Theological materialism and evolutionary polytheism


Let me speculate a bit on what could be called an evolutionary polytheism in theological materialism.

I tend to seek three things: beauty, truth, and goodness, and not necessarily in that order. Traditional art, philosophy, and religion sought these things too. I think these virtues lead to the same place: Godhood. But not a Godhood understood as a trinity God, or a dual good/evil God, and not a Godhood understood as an emanating, pantheistic, single God---these were mainly intellectual attempts to try to retain the idea of one, non-material, inward, spiritual God with different aspects. I am talking about real, living, supermaterial Godhood, evolved to in the material world, defined as the zenith of beauty, truth and goodness, I am talking about a superior living and evolving Godhood.
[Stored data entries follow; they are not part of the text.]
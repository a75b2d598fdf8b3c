//! Trigger service: owns the timers that fire scheduled tasks.
//!
//! [`SchedulerService`] turns registered [`TaskDefinition`]s into running
//! trigger loops. Every scheduled task is wrapped in a
//! [`ThreadedInitWrapper`], so slow setup never blocks scheduling, and every
//! firing runs on its own tokio task so a panicking run is isolated from the
//! trigger loop and from other tasks. Individual tasks can be stopped and
//! restarted without restarting the process.
//!
//! Firing is plain interval scheduling: an optional `start_time` delay, then
//! one execution per `repeat_interval_secs` (`0` means execute exactly once).
//! Cron-style schedule computation belongs to a different layer.

use crate::definition::TaskDefinition;
use crate::errors::RegistryError;
use crate::registry::TaskRegistry;
use crate::tasks::{Task, ThreadedInitWrapper};
use chrono::Utc;
use parking_lot::Mutex;
use std::collections::HashMap;
use std::sync::Arc;
use std::time::Duration;
use thiserror::Error;
use tokio::task::JoinHandle;
use tokio_util::{sync::CancellationToken, task::TaskTracker};
use tracing::{debug, error, info, instrument, warn};

/// Scheduler errors following the error-clinsched-<domain>-<number> format
#[derive(Error, Debug)]
pub enum SchedulerError {
    #[error("error-clinsched-scheduler-1 Task already scheduled: {name}")]
    AlreadyScheduled { name: String },

    #[error("error-clinsched-scheduler-2 Task not scheduled: {name}")]
    NotScheduled { name: String },

    #[error("error-clinsched-scheduler-3 No task definition registered: {name}")]
    UnknownDefinition { name: String },

    #[error("error-clinsched-scheduler-4 No factory registered for task type: {task_type}")]
    UnknownTaskType { task_type: String },

    #[error("error-clinsched-scheduler-5 Registry operation failed: {0}")]
    Registry(#[from] RegistryError),
}

/// Builds a fresh task instance for a task type.
///
/// Stopping a task retires its instance for good (the initialization barrier
/// is deliberately one-shot), so restarting always goes through the factory.
pub type TaskFactory = Arc<dyn Fn() -> Arc<dyn Task> + Send + Sync>;

// The scheduler always wraps scheduled tasks, and keeps the concrete wrapper
// type so firings can distinguish a delegated run from a skipped one.
type WrappedTask = ThreadedInitWrapper<Arc<dyn Task>>;

struct ScheduledHandle {
    task: Arc<WrappedTask>,
    cancel: CancellationToken,
    /// Trigger loop handle; `None` only while `schedule_task` is mid-flight.
    join: Option<JoinHandle<()>>,
}

/// Owns the trigger loops for all scheduled tasks.
pub struct SchedulerService {
    registry: Arc<dyn TaskRegistry>,
    factories: Mutex<HashMap<String, TaskFactory>>,
    scheduled: Mutex<HashMap<String, ScheduledHandle>>,
    tracker: TaskTracker,
    shutdown_token: CancellationToken,
    shutdown_grace: Duration,
}

impl SchedulerService {
    pub fn new(registry: Arc<dyn TaskRegistry>, shutdown_grace: Duration) -> Self {
        Self {
            registry,
            factories: Mutex::new(HashMap::new()),
            scheduled: Mutex::new(HashMap::new()),
            tracker: TaskTracker::new(),
            shutdown_token: CancellationToken::new(),
            shutdown_grace,
        }
    }

    /// Register the factory that builds task instances for a task type.
    pub fn register_factory(&self, task_type: impl Into<String>, factory: TaskFactory) {
        self.factories.lock().insert(task_type.into(), factory);
    }

    /// Schedule a task according to its definition.
    ///
    /// The definition is upserted into the registry with its started flag set,
    /// the task instance is wrapped so its initialization runs on its own
    /// tokio task, and a trigger loop is spawned. Returns as soon as the loop
    /// is running; initialization may still be in progress.
    pub async fn schedule_task(&self, definition: TaskDefinition) -> Result<(), SchedulerError> {
        let name = definition.name.clone();

        let factory = self
            .factories
            .lock()
            .get(&definition.task_type)
            .cloned()
            .ok_or_else(|| SchedulerError::UnknownTaskType {
                task_type: definition.task_type.clone(),
            })?;

        let cancel = self.shutdown_token.child_token();
        let task = Arc::new(ThreadedInitWrapper::with_cancellation(
            factory(),
            cancel.clone(),
        ));

        // Never start the same task twice; a second schedule entry needs its
        // own definition. The name is reserved before the first await so two
        // concurrent calls cannot both pass this check.
        {
            let mut scheduled = self.scheduled.lock();
            if scheduled.contains_key(&name) {
                return Err(SchedulerError::AlreadyScheduled { name });
            }
            scheduled.insert(
                name.clone(),
                ScheduledHandle {
                    task: Arc::clone(&task),
                    cancel: cancel.clone(),
                    join: None,
                },
            );
        }

        let mut stored = definition.clone();
        stored.started = true;
        if let Err(e) = self.registry.save_definition(stored).await {
            self.scheduled.lock().remove(&name);
            return Err(e.into());
        }

        // Non-blocking: spawns the real initialization and returns
        task.initialize(definition.clone()).await;

        info!(
            task = %name,
            task_type = %definition.task_type,
            repeat_interval_secs = definition.repeat_interval_secs,
            "Task scheduled"
        );

        let registry = Arc::clone(&self.registry);
        let join = self
            .tracker
            .spawn(trigger_loop(Arc::clone(&task), definition, registry, cancel));
        if let Some(handle) = self.scheduled.lock().get_mut(&name) {
            handle.join = Some(join);
        }
        Ok(())
    }

    /// Stop a single task without touching the rest of the scheduler.
    ///
    /// Cancels the task's trigger loop; a run blocked on the initialization
    /// barrier wakes and is skipped. Waits for the loop to retire the task,
    /// so by the time this returns the registry bookkeeping for the stopped
    /// instance has landed and cannot clobber a later reschedule.
    pub async fn stop_task(&self, name: &str) -> Result<(), SchedulerError> {
        let handle = self
            .scheduled
            .lock()
            .remove(name)
            .ok_or_else(|| SchedulerError::NotScheduled {
                name: name.to_string(),
            })?;
        handle.cancel.cancel();
        if let Some(join) = handle.join {
            let _ = join.await;
        }
        info!(task = %name, "Task stopped");
        Ok(())
    }

    /// Stop a task and schedule a fresh instance from the registry's current
    /// definition.
    pub async fn restart_task(&self, name: &str) -> Result<(), SchedulerError> {
        if let Err(e) = self.stop_task(name).await {
            debug!(task = %name, error = %e, "Restart of a task that was not running");
        }

        let definition = self
            .registry
            .get_definition(name)
            .await?
            .ok_or_else(|| SchedulerError::UnknownDefinition {
                name: name.to_string(),
            })?;
        self.schedule_task(definition).await
    }

    /// Schedule every registered definition flagged to start on startup.
    ///
    /// A definition that fails to schedule is logged and skipped; one bad
    /// task must not keep the rest of the system from starting.
    #[instrument(skip_all)]
    pub async fn startup(&self) -> Result<(), SchedulerError> {
        debug!("Starting scheduler service");
        for definition in self.registry.list_definitions().await? {
            if !definition.start_on_startup {
                continue;
            }
            let name = definition.name.clone();
            if let Err(e) = self.schedule_task(definition).await {
                error!(task = %name, error = %e, "Could not schedule task at startup");
            }
        }
        Ok(())
    }

    /// Stop all tasks and wait for their trigger loops to drain.
    #[instrument(skip_all)]
    pub async fn shutdown(&self) {
        debug!("Gracefully shutting down scheduler service");
        self.shutdown_token.cancel();
        self.scheduled.lock().clear();

        self.tracker.close();
        if tokio::time::timeout(self.shutdown_grace, self.tracker.wait())
            .await
            .is_err()
        {
            warn!(
                grace_secs = self.shutdown_grace.as_secs(),
                "Trigger loops did not drain within the shutdown grace period"
            );
        }
    }

    pub fn is_scheduled(&self, name: &str) -> bool {
        self.scheduled.lock().contains_key(name)
    }

    /// Whether the named task currently reports an execution in flight.
    /// `None` when the task is not scheduled.
    pub fn is_task_executing(&self, name: &str) -> Option<bool> {
        self.scheduled
            .lock()
            .get(name)
            .map(|handle| handle.task.is_executing())
    }

    pub fn scheduled_task_names(&self) -> Vec<String> {
        let mut names: Vec<String> = self.scheduled.lock().keys().cloned().collect();
        names.sort();
        names
    }
}

/// One trigger loop per scheduled task: optional start delay, then one-shot
/// or fixed-interval firing until cancelled.
async fn trigger_loop(
    task: Arc<WrappedTask>,
    definition: TaskDefinition,
    registry: Arc<dyn TaskRegistry>,
    cancel: CancellationToken,
) {
    let name = definition.name.clone();

    if let Some(start_time) = definition.start_time {
        let delay = (start_time - Utc::now()).to_std().unwrap_or_default();
        if !delay.is_zero() {
            tokio::select! {
                () = cancel.cancelled() => {
                    retire(&task, &registry, &name).await;
                    return;
                }
                () = tokio::time::sleep(delay) => {}
            }
        }
    }

    match definition.repeat_interval() {
        None => {
            // Single execution
            if !cancel.is_cancelled() {
                fire(&task, &registry, &name).await;
            }
        }
        Some(period) => {
            let mut interval = tokio::time::interval(period);
            interval.set_missed_tick_behavior(tokio::time::MissedTickBehavior::Delay);
            loop {
                tokio::select! {
                    () = cancel.cancelled() => break,
                    _ = interval.tick() => fire(&task, &registry, &name).await,
                }
            }
        }
    }

    retire(&task, &registry, &name).await;
}

/// Run one firing on its own tokio task so a panic inside `execute` cannot
/// take down the trigger loop or any other task.
///
/// The execution time is recorded only when the run actually delegated to
/// the task (including runs that then panicked), never for a run skipped at
/// the initialization barrier or aborted before delegation.
async fn fire(task: &Arc<WrappedTask>, registry: &Arc<dyn TaskRegistry>, name: &str) {
    let run = Arc::clone(task);
    let executed = match tokio::spawn(async move { run.run_if_initialized().await }).await {
        Ok(executed) => {
            if !executed {
                debug!(task = %name, "Run skipped before initialization completed");
            }
            executed
        }
        Err(e) if e.is_panic() => {
            error!(task = %name, "Task run panicked; scheduler continues");
            true
        }
        Err(_) => {
            debug!(task = %name, "Task run aborted");
            false
        }
    };

    if !executed {
        return;
    }
    if let Err(e) = registry.record_execution(name, Utc::now()).await {
        warn!(task = %name, error = %e, "Could not record task execution time");
    }
}

async fn retire(task: &Arc<WrappedTask>, registry: &Arc<dyn TaskRegistry>, name: &str) {
    task.shutdown().await;
    if let Err(e) = registry.set_started(name, false).await {
        warn!(task = %name, error = %e, "Could not clear started flag");
    }
    info!(task = %name, "Trigger loop exited");
}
To go deeper into the weeds on this, the classical world saw the Gods and Goddess as the zenith of beauty, truth and goodness and often symbolized the Gods in superior human form. I can relate to that polytheistic world more than the pantheistic idea of Godhood, that is, not describing Godhood as consisting of the whole world, and not a God whose emanations create the world. I'm talking about a graded or what could now be called evolutionary reality of living objects, which have evolved to the zenith of evolution, defined as Godhood.

This is not even Hegel standing Neoplatonism on its head with “spirit” emerging at the end of what could now be called evolution. This is supermateriality which emerges from the evolution of the material world, this is real supermaterial Gods and Goddesses evolved to in the cosmos.

Polytheism developed from around the Bronze age in Greece, and in Germany and Russia, up until the evolution of the Indian and Abrahamic religions, with their strict, spiritual, monotheism. Hard polytheism believed that Gods were distinct and real divine beings rather than mere symbols or archetypes. I don't have a problem with this as long as the Gods are seen to evolve in the material world to Godhood. The Gods may or may not influence the human world, they might even exist in an evolved world in spaces we do not yet understand.

This evolutionary world of Godhood is described in the evolutionary theology of theological materialism. This defines a Godhood that can be reached with or without us, but it is probably less likely reached without aiding evolution in its upward path. The old inward God, the Father Within can be conservatively retained but transformed in the outward evolution to real Godhood.